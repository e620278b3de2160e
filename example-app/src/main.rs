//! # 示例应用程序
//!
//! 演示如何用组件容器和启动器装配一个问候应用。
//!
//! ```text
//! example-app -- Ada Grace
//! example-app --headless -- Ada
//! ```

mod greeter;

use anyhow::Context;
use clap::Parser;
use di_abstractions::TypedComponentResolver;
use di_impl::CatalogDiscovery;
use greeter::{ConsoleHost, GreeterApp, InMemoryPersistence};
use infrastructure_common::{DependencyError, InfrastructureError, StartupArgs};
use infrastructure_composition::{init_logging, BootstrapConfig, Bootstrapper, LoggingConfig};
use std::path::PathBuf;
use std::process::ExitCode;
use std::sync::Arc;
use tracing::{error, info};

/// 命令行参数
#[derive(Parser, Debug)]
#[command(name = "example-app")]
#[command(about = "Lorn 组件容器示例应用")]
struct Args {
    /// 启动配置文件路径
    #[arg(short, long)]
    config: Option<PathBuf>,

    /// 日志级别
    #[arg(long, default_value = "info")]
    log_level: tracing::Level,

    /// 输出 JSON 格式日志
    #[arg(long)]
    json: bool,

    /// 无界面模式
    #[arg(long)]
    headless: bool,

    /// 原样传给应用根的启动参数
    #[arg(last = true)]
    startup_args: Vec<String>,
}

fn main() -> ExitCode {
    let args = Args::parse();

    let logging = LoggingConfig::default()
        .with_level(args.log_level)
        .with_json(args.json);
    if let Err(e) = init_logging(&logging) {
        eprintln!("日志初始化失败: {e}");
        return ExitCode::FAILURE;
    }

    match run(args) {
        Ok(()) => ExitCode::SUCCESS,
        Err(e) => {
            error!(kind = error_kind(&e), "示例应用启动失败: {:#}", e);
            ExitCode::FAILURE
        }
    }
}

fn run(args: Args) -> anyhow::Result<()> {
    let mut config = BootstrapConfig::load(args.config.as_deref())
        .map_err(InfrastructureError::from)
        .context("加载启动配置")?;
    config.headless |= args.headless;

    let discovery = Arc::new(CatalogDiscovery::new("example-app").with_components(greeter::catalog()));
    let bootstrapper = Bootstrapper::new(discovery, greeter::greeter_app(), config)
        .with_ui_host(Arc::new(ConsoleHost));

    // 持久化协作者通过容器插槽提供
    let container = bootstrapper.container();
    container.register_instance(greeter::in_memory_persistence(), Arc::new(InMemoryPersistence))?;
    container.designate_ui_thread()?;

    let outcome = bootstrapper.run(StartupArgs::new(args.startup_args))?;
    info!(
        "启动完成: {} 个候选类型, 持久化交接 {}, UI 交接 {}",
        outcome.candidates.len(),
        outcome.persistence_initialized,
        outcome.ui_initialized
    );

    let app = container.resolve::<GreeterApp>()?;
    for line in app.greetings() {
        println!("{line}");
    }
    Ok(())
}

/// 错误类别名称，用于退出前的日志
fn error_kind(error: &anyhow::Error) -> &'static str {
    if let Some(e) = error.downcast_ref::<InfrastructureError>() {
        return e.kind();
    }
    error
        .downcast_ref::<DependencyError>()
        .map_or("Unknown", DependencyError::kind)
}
################
Task. Every line in the records above with "tracing" in it adds one to the count; give that count and nothing else.

Result for this task. 2